- _DIRECTIONS_
Reproduce the lines below from the one that contains "return values, never" through the end, inclusive, and add nothing.
++++ PROVIDED MATERIAL
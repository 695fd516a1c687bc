//! Error types for ftrie.

use thiserror::Error;

/// Result type alias using [`TrieError`]
pub type Result<T> = std::result::Result<T, TrieError>;

/// Errors surfaced by trie operations.
///
/// Queries report "no match" through `Option`/`0` return values, never
/// through this enum; only contract violations become errors.
#[derive(Error, Debug, Clone, PartialEq, Eq)]
pub enum TrieError {
    /// A caller-supplied parameter is outside its valid range
    #[error("invalid argument: {0}")]
    InvalidArgument(String),

    /// A structural operation was attempted on an immutable trie
    #[error("trie is immutable; construct it with `immutable: false` to allow mutation")]
    ImmutableViolation,
}

impl TrieError {
    /// Create an invalid-argument error
    pub fn invalid_argument(msg: impl Into<String>) -> Self {
        TrieError::InvalidArgument(msg.into())
    }
}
++++++++
- _FINISHED EXERCISE_
/// Queries report "no match" through `Option`/`0` return values, never
/// through this enum; only contract violations become errors.
#[derive(Error, Debug, Clone, PartialEq, Eq)]
pub enum TrieError {
    /// A caller-supplied parameter is outside its valid range
    #[error("invalid argument: {0}")]
    InvalidArgument(String),

    /// A structural operation was attempted on an immutable trie
    #[error("trie is immutable; construct it with `immutable: false` to allow mutation")]
    ImmutableViolation,
}

impl TrieError {
    /// Create an invalid-argument error
    pub fn invalid_argument(msg: impl Into<String>) -> Self {
        TrieError::InvalidArgument(msg.into())
    }
}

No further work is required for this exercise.